Here's some code from CG1Neighbour.cpp that shows Shareaza getting a new packet:

[code CG1Neighbour.cpp] CG1Packet* pReply = CG1Packet::New( pPacket->m_nType, 1, &pPacket->m_pGUID ); </source>

The New method could just call new CG1Packet to allocate the new packet. But, that would be slow. Instead, the new packet comes from the packet pool.
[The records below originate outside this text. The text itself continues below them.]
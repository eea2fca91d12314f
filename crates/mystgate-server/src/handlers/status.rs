//! Build status responses: progress page, failure report, rebuild redirect.

use std::fmt::Write;

use axum::http::{StatusCode, header};
use axum::response::{IntoResponse, Response};
use mystgate_project::Resolution;

use crate::error::ServerError;
use crate::html::{encode_path, escape_html, page};
use crate::state::AppState;

/// Seconds between progress page reloads.
const REFRESH_SECS: u32 = 2;

/// `200` page shown while a project builds; reloads itself.
pub(crate) fn progress(project_url_path: &str, last_line: &str) -> Response {
    let project = if project_url_path.is_empty() {
        "/"
    } else {
        project_url_path
    };

    let head = format!("<meta http-equiv=\"refresh\" content=\"{REFRESH_SECS}\">\n");
    let mut body = String::new();
    let _ = writeln!(body, "<h1>Building {}</h1>", escape_html(project));
    body.push_str("<p>This page reloads automatically when the build finishes.</p>\n");
    let line = if last_line.is_empty() {
        "Starting build..."
    } else {
        last_line
    };
    let _ = write!(body, "<pre class=\"progress\">{}</pre>", escape_html(line));

    (
        StatusCode::OK,
        [
            (header::CONTENT_TYPE, "text/html; charset=utf-8"),
            (header::CACHE_CONTROL, "no-store"),
        ],
        page(&format!("Building {project}"), &head, &body),
    )
        .into_response()
}

/// `500` plain-text report of a failed build.
pub(crate) fn failure(error: &str) -> Response {
    (
        StatusCode::INTERNAL_SERVER_ERROR,
        [
            (header::CONTENT_TYPE, "text/plain; charset=utf-8"),
            (header::CACHE_CONTROL, "no-store"),
        ],
        error.to_owned(),
    )
        .into_response()
}

/// Discard the project's output and redirect to the clean URL.
///
/// The redirect target is external when the mount prefix is known, and the
/// internal path otherwise.
pub(crate) async fn rebuild(state: &AppState, resolution: &Resolution) -> Response {
    if let Err(e) = state.builds.rebuild(&resolution.project_root).await {
        return ServerError::from(e).into_response();
    }

    let project_url_path = resolution.project_url_path();
    let mut target = if state.mount.is_configured() {
        state.mount.builder_base_url(&project_url_path)
    } else {
        project_url_path
    };
    target.push_str(&resolution.in_project_path);

    (
        StatusCode::FOUND,
        [
            (header::LOCATION, encode_path(&target)),
            (
                header::CACHE_CONTROL,
                "no-cache, no-store, must-revalidate".to_owned(),
            ),
        ],
    )
        .into_response()
}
Here's the source code for CG1Packet::New:

[code G1Packet.cpp] CG1Packet* CG1Packet::New(int nType, DWORD nTTL, GGUID* pGUID) {

   // Get a pointer to a packet in the single global Gnutella packet pool
   CG1Packet* pPacket = (CG1Packet*)POOL.New(); // Calls CPacketPool::New, defined in Packet.h

</source>

It calls POOL.New(). POOL is the single global packet pool object for Gnutella packets. Control goes to CPacketPool::New. Here is the important code:

[code CPacketPool New in Packet.h] // Remove the last linked packet in the most recently added packet pool from the linked list of... CPacket* pPacket = m_pFree; // Point pPacket at the last packet in the newest pool m_pFree = m_pFree->m_pNext; // Move m_pFree to the second to last packet in the newest pool m_nFree--; // Record that there is one fewer packet linked together in all the... </source>

The code unlinks a packet from the free list, and returns a pointer to it. It also decrements m_nFree, the number of free packets in the pool and linked into the list.

When Shareaza is done with a packet, it isn't deleted. It's just linked back into the list of free packets.